I guess we will find out.  

Winning Ugly

The week Alana was born I managed 8.75 hrs on the bike and a good 2.5 free weights and yoga – no small feat given the challenges of having a new human during that time frame. 6 days in a row on a stationary bike left my mind numb, my knees aflamed, and my hip aching from twisting sideways to use my laptop sitting on top of the adjacent ironing board.

I’ve had a lot of time with my sweat and my thoughts.   Among code control issues, email and blogging I’ve been reading Ender in Exile, a sequel of sorts to the classic Ender’s Game.   I read the first one a few years ago, and it was tired characters with ridiculous dialog, but cool ideas of morality and politics in the future.   The 20-year later sequel is much the same – I am liking it in a very painful way, much like the trainer.

i’ve also been watching Traitor, which has Don Cheedle who is pretty much my new favorite actor, and a fair portrayal of muslim extremists.

But finally on Sunday I could get out and ride.   Pass Mtn had been on my mind for being so close and so much rocky work, the best I would get for a gnar fix without it being National.   I’ve ridden Pass Mountain at least 100 times, but seeing Anthony’s pics made me feel like weeping with the joy of discovery.   Its going to be another good spring .

I finally got out at 3 after a stressful day of Day 2 with 2 t.Humans, and i just got a feeling this ride would be good.   I got a spot i think i never got before on the front side where the line is over a big toothy rock or through a deraileur-eating slot…i opted for over the jagged rock outcropping and when it happened its smoothness felt like nothing much at all.   For a while there I got the entire climb.   I sessioned the hard stretch on the north face and unlocked it all, rolled the DH with about as much poise as I’ve put together.   A couple weeks ago this switch went off in my head, where i think i finally got it and figured out how to lay off the front brake and carry speed and carve with the back.   I can’t explain why this took so long, not grabbing the front brake is fundamental and key to the gnarly descents, but letting the speed flow and carving a turn is harder but easier and much much faster.   It feels like those long calm runs through the powder in the blue glades at Wolf Creek, this synergy from boarding coming over into my riding.   1:55 including Cat’s Peak Pass and sessioning, maybe the best day on Pass Mountain I’ve ever had.

I got home feeling great and to everyone sleeping, so Kila and I headed right back out to freeride.   What the hell, I already had on the shoes and knee pads.   The drainage washes off Recker road have some 20 degree 20 yard rocky chunky runoff chutes, and i’ve been practicing turning right into and down them and letting it flow.   Knowing its predictability has made it comfortable, it being comfortable has made it easy, it being easy is making me push my boundaries.

Hiking with Kila below Red Mtn Park last week I round a sharp embankment into a wash, bigger and steeper than the one I practice jumps off.     Its hard to describe how steep and uneven this looks staring down at it, but i knew it was so so so gettable.   I felt the same way about the runoff chutes the first time.   I hit it about 5 times,   picking harder lines each time, and feeling jitters for the first three til I just got comfy with it.   Its not anything special, and the pics are not ego shots but more so I can train myself to see how easy this is.
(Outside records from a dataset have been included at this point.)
//! Discovery of per-period CSV sources in a data directory

use crate::core::error::{EnrollError, Result};
use crate::core::store::check_period_name;
use std::collections::HashMap;
use std::path::{Path, PathBuf};

/// Extension recognized as a period source
pub const SOURCE_EXTENSION: &str = ".csv";

/// A period source found on disk
#[derive(Debug, Clone, PartialEq, Eq)]
pub struct PeriodSource {
    /// Period identifier, used as the period table name
    pub period: String,
    /// Path to the CSV file
    pub path: PathBuf,
}

/// Derive the period identifier from a source file name
///
/// The identifier is everything before the trailing `.csv`; names without
/// that suffix are not period sources.
#[must_use]
pub fn period_from_file_name(file_name: &str) -> Option<&str> {
    file_name
        .strip_suffix(SOURCE_EXTENSION)
        .filter(|period| !period.is_empty())
}

/// List every `*.csv` file directly inside `dir`, sorted by file name
///
/// # Errors
/// Returns [`EnrollError::Configuration`] if the directory does not exist,
/// the glob pattern cannot be built, a period name is reserved (see
/// [`check_period_name`]), or two periods differ only by ASCII case. SQLite
/// table names ignore case, so such a pair would share one table.
pub fn discover_period_sources(dir: &Path) -> Result<Vec<PeriodSource>> {
    if !dir.is_dir() {
        return Err(EnrollError::Configuration(format!(
            "data directory not found: {}",
            dir.display()
        )));
    }

    let escaped_dir = glob::Pattern::escape(&dir.to_string_lossy());
    let pattern = format!("{escaped_dir}/*{SOURCE_EXTENSION}");
    let entries = glob::glob(&pattern)
        .map_err(|e| EnrollError::Configuration(format!("bad source pattern {pattern}: {e}")))?;

    let mut sources = Vec::new();
    for path in entries.filter_map(std::result::Result::ok) {
        if !path.is_file() {
            continue;
        }
        let Some(period) = path
            .file_name()
            .and_then(|n| n.to_str())
            .and_then(period_from_file_name)
            .map(str::to_string)
        else {
            continue;
        };
        check_period_name(&period)?;
        sources.push(PeriodSource { period, path });
    }

    sources.sort_by(|a, b| a.period.cmp(&b.period));

    let mut seen: HashMap<String, &str> = HashMap::new();
    for source in &sources {
        if let Some(earlier) = seen.insert(source.period.to_ascii_lowercase(), &source.period) {
            return Err(EnrollError::Configuration(format!(
                "periods '{earlier}' and '{}' would share one table (names ignore case)",
                source.period
            )));
        }
    }
    Ok(sources)
}

#[cfg(test)]
mod tests {
    use super::*;
    use std::fs;
    use tempfile::TempDir;

    #[test]
    fn test_period_from_file_name_strips_suffix_only() {
        assert_eq!(period_from_file_name("F20.csv"), Some("F20"));
        // Character stripping would eat the leading "c" and "s" here
        assert_eq!(period_from_file_name("csSpring.csv"), Some("csSpring"));
        assert_eq!(period_from_file_name("notes.txt"), None);
        assert_eq!(period_from_file_name(".csv"), None);
    }

    #[test]
    fn test_discover_sorted_and_filtered() {
        let dir = TempDir::new().unwrap();
        fs::write(dir.path().join("S21.csv"), "h\n").unwrap();
        fs::write(dir.path().join("F20.csv"), "h\n").unwrap();
        fs::write(dir.path().join("readme.md"), "x").unwrap();
        fs::create_dir(dir.path().join("nested.csv")).unwrap();

        let sources = discover_period_sources(dir.path()).unwrap();
        let periods: Vec<_> = sources.iter().map(|s| s.period.as_str()).collect();
        assert_eq!(periods, vec!["F20", "S21"]);
        assert_eq!(sources[0].path, dir.path().join("F20.csv"));
    }

    #[test]
    fn test_discover_empty_dir() {
        let dir = TempDir::new().unwrap();
        assert!(discover_period_sources(dir.path()).unwrap().is_empty());
    }

    #[test]
    fn test_discover_missing_dir_is_configuration_error() {
        let dir = TempDir::new().unwrap();
        let err = discover_period_sources(&dir.path().join("missing")).unwrap_err();
        assert!(matches!(err, EnrollError::Configuration(_)));
    }

    #[test]
    fn test_periods_differing_only_by_case_are_rejected() {
        let dir = TempDir::new().unwrap();
        fs::write(dir.path().join("F20.csv"), "h\nA,10,5,Alpha\n").unwrap();
        fs::write(dir.path().join("f20.csv"), "h\nB,10,7,Beta\n").unwrap();
        if fs::read_dir(dir.path()).unwrap().count() < 2 {
            // Case-insensitive filesystem: the second write replaced the first
            return;
        }
        match discover_period_sources(dir.path()) {
            Err(EnrollError::Configuration(msg)) => {
                assert!(msg.contains("'F20'") && msg.contains("'f20'"), "{msg}");
            }
            other => panic!("unexpected result: {other:?}"),
        }
    }

    #[test]
    fn test_sqlite_prefixed_period_is_rejected() {
        let dir = TempDir::new().unwrap();
        fs::write(dir.path().join("sqlite_F20.csv"), "h\n").unwrap();
        assert!(matches!(
            discover_period_sources(dir.path()),
            Err(EnrollError::Configuration(_))
        ));
    }

    #[test]
    fn test_reserved_period_name() {
        let dir = TempDir::new().unwrap();
        fs::write(dir.path().join("ClassData.csv"), "h\n").unwrap();
        assert!(matches!(
            discover_period_sources(dir.path()),
            Err(EnrollError::Configuration(_))
        ));
    }
}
The video was my worst run, cause it was dark and I’d pounded a brew.

Kila was supportive, but little interested in my progressions, as seen in the photo;   reps on this are going to make me so much better.   I can’t wait for Beckie to get back out on the bike, and come for a doggy freeride with me and get some of this back under her.     I wrote this post during a 2.5 hour yawnfest on the trainer, and my knees and back hurt.